Salman knows he'll be found out and killed by Mahound. His consolation is that of the alienated intellectual: ``I would fall, I knew, but he would fall with me,'' Salman says.

Rushdie's vision is partly tragic. The idealism of love between the sexes seems out of place in the paranoid world of exile. In a book about the burden of inheritance, Henry James is quoted: ``The natural inheritance of everyone who is capable of spiritual life is an unsubdued forest where the wolf howls and the obscene bird of night chatters.''

``Take that, kids,'' adds the narrator, exhibiting once again his inability to keep a straight face. In its rhythms, this book brilliantly captures the surrealism of the media-mind, the monstrous product of openness and pluralism. Eventually, it may come to be seen as a dicey drama of monotheism in a pluralistic world. Against the vertiginous swirl of events, certain pieties, certain polarities, certain responsibilities, hold fast.

The book is serious about the spiritual equality of men and women.
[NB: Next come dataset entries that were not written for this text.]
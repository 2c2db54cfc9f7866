// ==========================================
// 米厂报表客户端 - 账户领域模型
// ==========================================
// 用户账户与管理员账户结构相同，分属两个集合
// 后端列表不返回密码；变更后重新拉取整表
// ==========================================

use serde::{Deserialize, Serialize};

use crate::domain::row::{FieldAccess, FieldValue, TabularRow};
use crate::domain::types::Role;

/// 新建用户账户的默认岗位
pub const DEFAULT_USER_ROLE: &str = "Staff";
/// 管理员岗位（/admins 只返回这三类）
pub const ADMIN_ROLES: [&str; 3] = ["Admin", "Super Admin", "Moderator"];

// ==========================================
// Account - 账户
// ==========================================
#[derive(Debug, Clone, PartialEq, Serialize, Deserialize)]
pub struct Account {
    #[serde(default, alias = "_id", skip_serializing_if = "Option::is_none")]
    pub id: Option<String>,
    #[serde(rename = "fullName", default)]
    pub full_name: String,
    #[serde(default)]
    pub email: String,
    #[serde(default)]
    pub username: String,
    /// 岗位名称（Staff、Admin、Super Admin 等），与登录角色无关
    #[serde(default)]
    pub role: String,
    #[serde(default)]
    pub phone: String,
    #[serde(default)]
    pub bio: String,
    #[serde(rename = "profilePic", default)]
    pub profile_pic: String,
}

impl FieldAccess for Account {
    fn field(&self, name: &str) -> Option<FieldValue> {
        let text = match name {
            "full_name" => &self.full_name,
            "email" => &self.email,
            "username" => &self.username,
            "role" => &self.role,
            "phone" => &self.phone,
            _ => return None,
        };
        Some(FieldValue::Text(text.clone()))
    }
}

impl TabularRow for Account {
    fn headers() -> &'static [&'static str] {
        &["ID", "Full Name", "Username", "Email", "Role", "Phone"]
    }

    fn cells(&self) -> Vec<String> {
        vec![
            self.id.clone().unwrap_or_default(),
            self.full_name.clone(),
            self.username.clone(),
            self.email.clone(),
            self.role.clone(),
            self.phone.clone(),
        ]
    }
}

// ==========================================
// AccountInput - 新增/更新表单
// ==========================================
#[derive(Debug, Clone, PartialEq, Default)]
pub struct AccountInput {
    pub full_name: String,
    pub email: String,
    pub username: String,
    /// 更新时留空表示不修改密码
    pub password: String,
    pub confirm_password: String,
    pub role: String,
    pub phone: String,
    pub bio: String,
}

impl AccountInput {
    /// 表单字段（后端按 Form 接收）
    ///
    /// # 参数
    /// - kind: 账户所属集合；管理员更新额外携带 confirmPassword
    /// - updating: 更新时空密码不下发
    pub fn form_fields(&self, kind: Role, updating: bool) -> Vec<(String, String)> {
        let mut fields = vec![
            ("fullName", self.full_name.trim()),
            ("email", self.email.trim()),
            ("username", self.username.trim()),
        ];
        if !(updating && self.password.is_empty()) {
            fields.push(("password", self.password.as_str()));
            if updating && kind == Role::Admin {
                fields.push(("confirmPassword", self.confirm_password.as_str()));
            }
        }
        fields.push(("role", self.role.trim()));
        fields.push(("phone", self.phone.trim()));
        fields.push(("bio", self.bio.trim()));

        fields
            .into_iter()
            .map(|(k, v)| (k.to_string(), v.to_string()))
            .collect()
    }
}

/// 账户集合的接口路径
pub fn collection_path(kind: Role) -> &'static str {
    match kind {
        Role::User => "/users",
        Role::Admin => "/admins",
    }
}

pub fn add_path(kind: Role) -> &'static str {
    match kind {
        Role::User => "/add-user",
        Role::Admin => "/add-admin",
    }
}

pub fn update_path(kind: Role, id: &str) -> String {
    match kind {
        Role::User => format!("/update-user/{}", id),
        Role::Admin => format!("/update-admin/{}", id),
    }
}

pub fn delete_path(kind: Role, id: &str) -> String {
    match kind {
        Role::User => format!("/delete-user/{}", id),
        Role::Admin => format!("/delete-admin/{}", id),
    }
}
It's serious about the family. ``To fall in love with one's father after the long angry decades was a serene and beautiful feeling,'' says the hero, though the sentiment is checked in its progress toward its kinky, vampirish opposite. And this book is serious about the potential relationship between man and God. The dream that has so enraged some readers concludes with a remarkable passage in which the death of the messenger, the parody of Muhammad, is seen in the broader context of the inextinguishable life of God.

Rushdie finds a deep sadness in the way his characters, faced with anarchy without and within, try to will their identities, mocking the Creator's language and saying ``I am that I am,'' and he ends on an ambiguously meliorist note. Apocalypse is not now, prudential liberal politics is.

AS another Salman says in the book, ``To dream of a thing is very different from being faced with the fact of it.'' Indeed, ``The Satanic Verses'' bears witness to multitudes of facts about modern life. Furthermore, it has engendered a host of new facts, facts that have been screaming from the headlines for weeks now.

``The Satanic Verses'' can't be separated from those facts, any of them. Read carefully, it provides a map to a great deal of them. Which, at this moment, may be its most remarkable virtue.